Autism represents one of the more devastating neuropsychiatric disorders. The disease cripples the brain early in its development, profoundly limiting a child’s ability to engage in relationships and to learn. Children with autism struggle mightily to adapt to even the subtlest of changes, as those with the disease tend to cling to a narrow set of behaviors. Repetition and ritual, exercises of sameness, fill the day-to-day life of those with autism. The disease robs families of celebrated milestones – the day a son or daughter comes home with a driver’s license; graduations from high school or college; wedding days, and so forth. Often, a person with autism will change little in personality from 5 to 50 years old. Understandably, the disease, like others that so harshly injure children, evokes tremendous compassion, as highlighted by the surge in research and funding into autism over the last 15 years.



The brain afflicted with autism shares some similarity with the addicted brain. One area of interest in the expanding research into the roots of autism focuses on the striatum, the nucleus accumbens (NAc) in particular. It’s the area of the brain implicated in reward learning and social behaviors. More plainly, it’s the part of the brain that propels us to relate to others, to seek out relationships, and to satisfy basic needs like the experiences of joy and bonding. Humans are, after all, one of the most social of species on the planet.



As highlighted in a previous AToN post, the addictive use of explicit substances hyper-conditions the NAc, with research in recent years demonstrating that the area literally grows in size over the course of an addiction. The effects of substances of abuse is so tremendous, on a neurobiological level, that they trigger surges in the biochemical experience of happiness and reward that far exceed those normally released through our relationships. Over time, then, someone with an addiction will experience less and less joy through relationships, will lose the drive to be in relationships, and invariably start to neglect loved ones. A dependence on drugs or alcohol will replace an innate dependence on relationships, as someone with an addiction can become oblivious to those he or she shares a life with.



In addictions, the NAc becomes something of a roadblock between the executive areas of the brain and its primitive remnants. An overactive, hyper-conditioned NAc derails the key circuits in the brain that coordinate advanced behaviors (goal-oriented behaviors, empathy, bonding, impulse control, humor, and others). It’s the same dysfunction that some researcher’s associate with autism. The brain of those with autism, like those with an addiction, becomes fragmented, with key areas of the brain unable to communicate with one another. Essentially, both disorders inhibit the ability of the brain to coordinate neuro-impulses into purposeful or adaptive behaviors.

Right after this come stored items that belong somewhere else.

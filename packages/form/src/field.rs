//! # Field descriptor table
//!
//! Static metadata for the three inputs of the sign-up form. The table is built
//! at compile time and never depends on the current state: renderers iterate
//! [`FIELDS`] (or look a field up with [`descriptor`]) and pair each entry with
//! the matching [`FieldView`](crate::FieldView) from the engine.

/// Identifies one input of the form.
#[derive(Clone, Copy, Debug, PartialEq, Eq, Hash)]
pub enum FieldId {
    Username,
    Password,
    ConfirmPassword,
}

impl FieldId {
    /// All fields in render order.
    pub const ALL: [FieldId; 3] = [
        FieldId::Username,
        FieldId::Password,
        FieldId::ConfirmPassword,
    ];

    pub(crate) fn index(self) -> usize {
        match self {
            FieldId::Username => 0,
            FieldId::Password => 1,
            FieldId::ConfirmPassword => 2,
        }
    }
}

impl std::fmt::Display for FieldId {
    fn fmt(&self, f: &mut std::fmt::Formatter<'_>) -> std::fmt::Result {
        f.write_str(descriptor(*self).name)
    }
}

/// HTML input type of a field.
#[derive(Clone, Copy, Debug, PartialEq, Eq)]
pub enum InputKind {
    Text,
    Password,
}

impl InputKind {
    pub fn as_str(self) -> &'static str {
        match self {
            InputKind::Text => "text",
            InputKind::Password => "password",
        }
    }
}

/// When the help text of a focused field is shown.
#[derive(Clone, Copy, Debug, PartialEq, Eq)]
pub enum HintGate {
    /// As soon as the field is focused and invalid, even while empty.
    WhenInvalid,
    /// Only once something invalid has been typed.
    WhenInvalidAndFilled,
}

impl HintGate {
    pub fn allows(self, focused: bool, filled: bool, valid: bool) -> bool {
        match self {
            HintGate::WhenInvalid => focused && !valid,
            HintGate::WhenInvalidAndFilled => focused && filled && !valid,
        }
    }
}

/// Static description of one form input.
#[derive(Debug, PartialEq, Eq)]
pub struct FieldDescriptor {
    pub id: FieldId,
    pub label: &'static str,
    pub input: InputKind,
    /// `id` attribute of the `<input>`, also the `for` of its label.
    pub dom_id: &'static str,
    /// `name` attribute of the `<input>`.
    pub name: &'static str,
    /// `id` of the help paragraph, referenced by `aria-describedby`.
    pub note_id: &'static str,
    /// Help text, one line per entry.
    pub help: &'static [&'static str],
    pub hint_gate: HintGate,
    /// The positive indicator additionally requires a non-empty value.
    pub tick_requires_value: bool,
}

/// The descriptor table, in render order.
pub static FIELDS: [FieldDescriptor; 3] = [
    FieldDescriptor {
        id: FieldId::Username,
        label: "Username:",
        input: InputKind::Text,
        dom_id: "username",
        name: "userName",
        note_id: "uidnote",
        help: &[
            "4 to 24 characters.",
            "Must begin with a letter.",
            "Letters, numbers, underscores, hyphens allowed.",
        ],
        hint_gate: HintGate::WhenInvalidAndFilled,
        tick_requires_value: false,
    },
    FieldDescriptor {
        id: FieldId::Password,
        label: "Password:",
        input: InputKind::Password,
        dom_id: "password",
        name: "password",
        note_id: "pwdnote",
        help: &[
            "8 to 24 characters.",
            "Must include uppercase and lowercase letters, a number and a special character.",
            "Allowed special characters: ! @ # $ %",
        ],
        hint_gate: HintGate::WhenInvalid,
        tick_requires_value: false,
    },
    FieldDescriptor {
        id: FieldId::ConfirmPassword,
        label: "Confirm password:",
        input: InputKind::Password,
        dom_id: "confirm",
        name: "passwordConfirm",
        note_id: "matchnote",
        help: &["Must match the first password input field."],
        hint_gate: HintGate::WhenInvalid,
        tick_requires_value: true,
    },
];

/// Look up the descriptor of `id`.
pub fn descriptor(id: FieldId) -> &'static FieldDescriptor {
    &FIELDS[id.index()]
}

The speculation that autism, like addiction, reflects gross dysfunction in the NAc is consistent with the shared behaviors that mark both disorders. Those with addictions are rather notoriously labeled as selfish, childish, callous, immature, or arrested in their development.  As someone’s addiction progresses, typically he or she will exhibit the type of social deficits as characterized in autism – a lack of empathy, isolation, and/or apparent obliviousness to the environment. And, of course, a hallmark symptom of any addiction is repetitive behavior, usually ritualized into daily life. Much like someone with autism, those with substance use disorders evidence a restricted range of interests, with drug use becoming an obsession.



Obtaining drugs, using drugs, recovering from drug use, and then obtaining more drugs becomes the day-to-day routine in cases of severe addiction, with no time devoted to relationships, a career, to one’s health, etc.



If you consider addiction as a disease of the brain, why then do people – clinicians included – reflexively attack the character of those mired in the illness. Would anyone ever refer to an autistic adult as “lazy” or “entitled”, “selfish” or “stupid”? No, of course not. Why, then, do legislators and even providers refuse to extend the same degree of compassion and patience to those with addiction, as it is to those straddled with autism? The neurobiological changes triggered by addictive behaviors signals a type of handicap. The more severe the addiction, the more profound that handicap. Think of addiction as a learning disorder. The physiologic and even anatomical changes that result from additive behaviors simply impair the brain’s functionality.



Fortunately, the cellular changes associated with addictive behaviors can, in most cases, be mitigated to varying degrees, with the brain of those mired in addiction still possessing plasticity – unlike those with autism. It’s that plastic potential that enables the brain to reset and unlearn an addiction. Still, neurobiological recovery from addiction takes time. A long time. And, until someone achieves a period of abstinence, the handicap described here will continue to influence behavior and thinking – even in the absence of using.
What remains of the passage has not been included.